[Stored data entries]
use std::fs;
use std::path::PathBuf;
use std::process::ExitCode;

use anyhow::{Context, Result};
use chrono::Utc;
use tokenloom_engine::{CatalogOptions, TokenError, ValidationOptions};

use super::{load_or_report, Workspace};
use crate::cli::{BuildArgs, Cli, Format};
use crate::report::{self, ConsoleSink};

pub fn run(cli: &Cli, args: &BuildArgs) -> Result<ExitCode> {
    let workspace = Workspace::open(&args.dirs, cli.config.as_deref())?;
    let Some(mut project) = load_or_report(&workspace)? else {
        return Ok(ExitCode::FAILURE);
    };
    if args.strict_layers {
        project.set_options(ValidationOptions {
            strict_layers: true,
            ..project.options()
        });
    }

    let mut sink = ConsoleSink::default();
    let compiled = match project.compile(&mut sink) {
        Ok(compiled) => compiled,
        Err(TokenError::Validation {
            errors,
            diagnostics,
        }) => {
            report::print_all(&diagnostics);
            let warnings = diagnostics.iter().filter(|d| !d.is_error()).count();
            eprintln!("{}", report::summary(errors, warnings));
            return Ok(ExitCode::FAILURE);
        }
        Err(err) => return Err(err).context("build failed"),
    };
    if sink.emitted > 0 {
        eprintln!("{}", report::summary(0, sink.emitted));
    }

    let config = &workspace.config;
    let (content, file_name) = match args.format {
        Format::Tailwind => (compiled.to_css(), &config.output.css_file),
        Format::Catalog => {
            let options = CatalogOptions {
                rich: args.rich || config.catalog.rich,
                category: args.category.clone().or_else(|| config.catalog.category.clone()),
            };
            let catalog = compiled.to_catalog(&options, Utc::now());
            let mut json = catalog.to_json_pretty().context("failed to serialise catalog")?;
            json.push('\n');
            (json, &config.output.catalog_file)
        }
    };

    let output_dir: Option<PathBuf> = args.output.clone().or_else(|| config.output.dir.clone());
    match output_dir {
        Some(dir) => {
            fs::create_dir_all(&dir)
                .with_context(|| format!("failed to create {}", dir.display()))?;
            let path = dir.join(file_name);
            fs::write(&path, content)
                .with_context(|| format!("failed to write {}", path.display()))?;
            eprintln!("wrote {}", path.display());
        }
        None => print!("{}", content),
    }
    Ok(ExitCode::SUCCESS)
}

> _Activity_:
The lines in the records above that include the word "clone" must be copied out.

> _Output of the task_:
                category: args.category.clone().or_else(|| config.catalog.category.clone()),
    let output_dir: Option<PathBuf> = args.output.clone().or_else(|| config.output.dir.clone());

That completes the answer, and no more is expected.